Estruturas industriais expostas
Ambientes industriais podem ter substâncias químicas, vapores e partículas que aumentam o desgaste das estruturas.
Locais onde reparos geram interdição cara
Em obras públicas, evitar reparos frequentes reduz transtornos, custos operacionais e paralisações no uso da estrutura.
Edificações que precisam durar mais
Construções projetadas para vida útil longa exigem proteção reforçada contra desgaste, umidade e agressões externas.
Por que essa tecnologia ainda não virou padrão?
Apesar do potencial, o concreto bacteriano ainda enfrenta barreiras para uso em larga escala. O custo inicial pode ser maior, a produção exige controle técnico mais rigoroso e o desempenho precisa ser comprovado em diferentes climas, tipos de obra e condições reais de uso.
Outro desafio está na padronização. Para uma construtora adotar o material com segurança, é preciso saber qual bactéria usar, qual nutriente aplicar, como proteger os microrganismos dentro da mistura e como medir a eficiência da autocicatrização ao longo do tempo.
O que o concreto vivo revela sobre o futuro da construção?
O concreto vivo mostra uma mudança importante na forma de pensar materiais de obra. Em vez de apenas resistir ao desgaste, o material passa a reagir ao dano. A fissura deixa de ser somente um sinal de deterioração e passa a acionar um mecanismo interno de reparo.
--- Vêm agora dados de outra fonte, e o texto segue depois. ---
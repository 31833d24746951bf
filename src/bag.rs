use crate::chain::{Chain, IntoIter, Iter};
use std::fmt;

/// Unordered collection that only supports insertion and traversal.
///
/// Items are kept in a singly linked chain and every new item becomes the head,
/// so iteration visits the most recently added item first:
/// ```
/// # use linked_bag_queue::prelude::*;
/// let mut bag = Bag::new();
/// bag.add(1);
/// bag.add(2);
/// bag.add(3);
/// assert_eq!(bag.iter().copied().collect::<Vec<_>>(), [3, 2, 1]);
/// assert_eq!(bag.to_string(), "[3, 2, 1]");
/// ```
pub struct Bag<E> {
    chain: Chain<E>,
}

impl<E> Bag<E> {
    pub const fn new() -> Self {
        Self {
            chain: Chain::new(),
        }
    }

    /// Inserts `item` in O(1). Never fails.
    pub fn add(&mut self, item: E) {
        self.chain.push_front(item);
    }

    pub fn len(&self) -> usize {
        self.chain.len()
    }

    pub fn is_empty(&self) -> bool {
        self.chain.is_empty()
    }

    /// Returns a new cursor starting at the most recently added item.
    pub fn iter(&self) -> Iter<'_, E> {
        self.chain.iter()
    }
}

impl<E> Default for Bag<E> {
    fn default() -> Self {
        Self::new()
    }
}

impl<E: Clone> Clone for Bag<E> {
    fn clone(&self) -> Self {
        Self {
            chain: self.chain.clone(),
        }
    }
}

impl<E: PartialEq> PartialEq for Bag<E> {
    fn eq(&self, other: &Self) -> bool {
        self.chain == other.chain
    }
}

impl<E: Eq> Eq for Bag<E> {}

impl<E: fmt::Debug> fmt::Debug for Bag<E> {
    fn fmt(&self, f: &mut fmt::Formatter<'_>) -> fmt::Result {
        fmt::Debug::fmt(&self.chain, f)
    }
}

impl<E: fmt::Display> fmt::Display for Bag<E> {
    fn fmt(&self, f: &mut fmt::Formatter<'_>) -> fmt::Result {
        fmt::Display::fmt(&self.chain, f)
    }
}

impl<E> Extend<E> for Bag<E> {
    fn extend<I: IntoIterator<Item = E>>(&mut self, iter: I) {
        for item in iter {
            self.add(item);
        }
    }
}

impl<E> FromIterator<E> for Bag<E> {
    fn from_iter<I: IntoIterator<Item = E>>(iter: I) -> Self {
        let mut bag = Self::new();
        bag.extend(iter);
        bag
    }
}

impl<E> IntoIterator for Bag<E> {
    type Item = E;
    type IntoIter = IntoIter<E>;

    fn into_iter(self) -> Self::IntoIter {
        IntoIter::new(self.chain)
    }
}

impl<'a, E> IntoIterator for &'a Bag<E> {
    type Item = &'a E;
    type IntoIter = Iter<'a, E>;

    fn into_iter(self) -> Self::IntoIter {
        self.iter()
    }
}
//! Singly linked chain of heap-allocated nodes shared by [`Bag`](crate::bag::Bag) and
//! [`Queue`](crate::queue::Queue).
//!
//! Every node is owned by its predecessor and the head node is owned by the chain itself.
//! `tail` is a non-owning pointer to the last node, it is `None` iff `head` is `None`.

use std::fmt;
use std::iter::FusedIterator;
use std::marker::PhantomData;
use std::ptr::NonNull;

struct Node<E> {
    item: E,
    next: Link<E>,
}

type Link<E> = Option<NonNull<Node<E>>>;

pub(crate) struct Chain<E> {
    head: Link<E>,
    tail: Link<E>,
    len: usize,
    _owns: PhantomData<Box<Node<E>>>,
}

impl<E> Chain<E> {
    pub(crate) const fn new() -> Self {
        Self {
            head: None,
            tail: None,
            len: 0,
            _owns: PhantomData,
        }
    }

    fn alloc(item: E, next: Link<E>) -> NonNull<Node<E>> {
        NonNull::from(Box::leak(Box::new(Node { item, next })))
    }

    pub(crate) fn push_front(&mut self, item: E) {
        let node = Self::alloc(item, self.head);
        if self.tail.is_none() {
            self.tail = Some(node);
        }
        self.head = Some(node);
        self.len += 1;
    }

    pub(crate) fn push_back(&mut self, item: E) {
        let node = Self::alloc(item, None);
        match self.tail {
            // SAFETY: `tail` points to the last node of this chain, no other reference to it is live
            Some(tail) => unsafe { (*tail.as_ptr()).next = Some(node) },
            None => self.head = Some(node),
        }
        self.tail = Some(node);
        self.len += 1;
    }

    pub(crate) fn pop_front(&mut self) -> Option<E> {
        self.head.map(|head| {
            // SAFETY: `head` came from `alloc()` and is unlinked right here, so it's freed exactly once
            let node = unsafe { Box::from_raw(head.as_ptr()) };
            let Node { item, next } = *node;
            self.head = next;
            if self.head.is_none() {
                self.tail = None;
            }
            self.len -= 1;
            item
        })
    }

    pub(crate) fn front(&self) -> Option<&E> {
        // SAFETY: the node is alive for as long as `self` is borrowed
        self.head.map(|head| unsafe { &(*head.as_ptr()).item })
    }

    pub(crate) fn front_mut(&mut self) -> Option<&mut E> {
        // SAFETY: `&mut self` guarantees exclusive access to every node
        self.head.map(|head| unsafe { &mut (*head.as_ptr()).item })
    }

    pub(crate) fn len(&self) -> usize {
        self.len
    }

    pub(crate) fn is_empty(&self) -> bool {
        self.head.is_none()
    }

    pub(crate) fn iter(&self) -> Iter<'_, E> {
        Iter {
            next: self.head,
            remaining: self.len,
            _marker: PhantomData,
        }
    }

    pub(crate) fn clear(&mut self) {
        while self.pop_front().is_some() {}
    }
}

impl<E> Drop for Chain<E> {
    fn drop(&mut self) {
        if self.len > 0 {
            log::trace!("releasing chain of {} nodes", self.len);
        }
        // one node at a time, so stack depth doesn't depend on length
        self.clear();
    }
}

// SAFETY: the chain owns its nodes exclusively, same as `Box<Node<E>>` would
unsafe impl<E: Send> Send for Chain<E> {}

// SAFETY: `&Chain` hands out nothing but `&E`
unsafe impl<E: Sync> Sync for Chain<E> {}

impl<E: Clone> Clone for Chain<E> {
    fn clone(&self) -> Self {
        let mut cloned = Self::new();
        for item in self.iter() {
            cloned.push_back(item.clone());
        }
        cloned
    }
}

impl<E: PartialEq> PartialEq for Chain<E> {
    fn eq(&self, other: &Self) -> bool {
        self.len == other.len && self.iter().eq(other.iter())
    }
}

impl<E: Eq> Eq for Chain<E> {}

impl<E: fmt::Debug> fmt::Debug for Chain<E> {
    fn fmt(&self, f: &mut fmt::Formatter<'_>) -> fmt::Result {
        f.debug_list().entries(self.iter()).finish()
    }
}

impl<E: fmt::Display> fmt::Display for Chain<E> {
    fn fmt(&self, f: &mut fmt::Formatter<'_>) -> fmt::Result {
        f.write_str("[")?;
        for (i, item) in self.iter().enumerate() {
            if i > 0 {
                f.write_str(", ")?;
            }
            fmt::Display::fmt(item, f)?;
        }
        f.write_str("]")
    }
}

/// Borrowing cursor over the elements of a [`Bag`](crate::bag::Bag) or a
/// [`Queue`](crate::queue::Queue).
///
/// Each cursor is independent of any other cursor over the same container and never
/// modifies the container. Once exhausted it keeps returning `None`.
pub struct Iter<'a, E> {
    next: Link<E>,
    remaining: usize,
    _marker: PhantomData<&'a Node<E>>,
}

impl<'a, E> Iterator for Iter<'a, E> {
    type Item = &'a E;

    #[inline]
    fn next(&mut self) -> Option<&'a E> {
        self.next.map(|node| {
            // SAFETY: the chain outlives `'a` and can't be mutated while it's borrowed
            let node: &'a Node<E> = unsafe { node.as_ref() };
            self.next = node.next;
            self.remaining -= 1;
            &node.item
        })
    }

    #[inline]
    fn size_hint(&self) -> (usize, Option<usize>) {
        (self.remaining, Some(self.remaining))
    }
}

impl<E> ExactSizeIterator for Iter<'_, E> {}

impl<E> FusedIterator for Iter<'_, E> {}

impl<E> Clone for Iter<'_, E> {
    fn clone(&self) -> Self {
        Self {
            next: self.next,
            remaining: self.remaining,
            _marker: PhantomData,
        }
    }
}

impl<E: fmt::Debug> fmt::Debug for Iter<'_, E> {
    fn fmt(&self, f: &mut fmt::Formatter<'_>) -> fmt::Result {
        f.debug_list().entries(self.clone()).finish()
    }
}

// SAFETY: `Iter` behaves like `&E`
unsafe impl<E: Sync> Send for Iter<'_, E> {}

// SAFETY: `Iter` behaves like `&E`
unsafe impl<E: Sync> Sync for Iter<'_, E> {}

/// Consuming iterator over the elements of a [`Bag`](crate::bag::Bag) or a
/// [`Queue`](crate::queue::Queue), in the same order as [`Iter`].
///
/// Nodes are released as the iterator advances; whatever is left is released on drop.
pub struct IntoIter<E> {
    chain: Chain<E>,
}

impl<E> IntoIter<E> {
    pub(crate) fn new(chain: Chain<E>) -> Self {
        Self { chain }
    }
}

impl<E> Iterator for IntoIter<E> {
    type Item = E;

    #[inline]
    fn next(&mut self) -> Option<E> {
        self.chain.pop_front()
    }

    #[inline]
    fn size_hint(&self) -> (usize, Option<usize>) {
        let len = self.chain.len();
        (len, Some(len))
    }
}

impl<E> ExactSizeIterator for IntoIter<E> {}

impl<E> FusedIterator for IntoIter<E> {}

impl<E: fmt::Debug> fmt::Debug for IntoIter<E> {
    fn fmt(&self, f: &mut fmt::Formatter<'_>) -> fmt::Result {
        f.debug_tuple("IntoIter").field(&self.chain).finish()
    }
}
//! gh-comment core - batch comment orchestration and error remediation
//!
//! This crate holds everything that does not talk to the network: comment
//! body validation, suggestion expansion, batch parsing, the dispatcher that
//! drives a [`CommentClient`], and the classifier that turns failed calls into
//! remediation plans.

pub mod batch;
pub mod client;
pub mod comment;
pub mod config;
pub mod diff;
pub mod dispatch;
pub mod error;
pub mod git;
pub mod markdown;
pub mod remediation;
pub mod secrets;
pub mod suggest;
pub mod validate;

pub use batch::{parse, BatchSpec, ParseError, ParseOptions, ParsedBatch, Parser};
pub use client::{ApiFailure, ApiResult, CommentClient, RateLimit};
pub use comment::{
    Comment, CommentMetadata, CommentOperation, CommentTarget, CommentType, LineRange,
    NewComment, OperationKind, Reaction, Side,
};
pub use config::{CliOverrides, Config};
pub use diff::{ChangedFile, CommentableLines};
pub use dispatch::{BatchReport, Dispatcher, OperationOutcome, OperationResult};
pub use error::{Error, Result};
pub use git::{GitRepo, RemoteInfo};
pub use remediation::{render, Classifier, FailureKind, RemediationPlan};
pub use secrets::Secrets;
pub use validate::{validate, Severity, ValidationIssue};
Se os testes em campo confirmarem os resultados vistos em pesquisas e aplicações controladas, o concreto microbiano pode ganhar espaço em pontes, túneis, prédios, pisos industriais e obras expostas à umidade. A combinação entre menor consumo de cimento, maior vida útil e redução de manutenção explica por que essa tecnologia já entrou no radar da engenharia civil.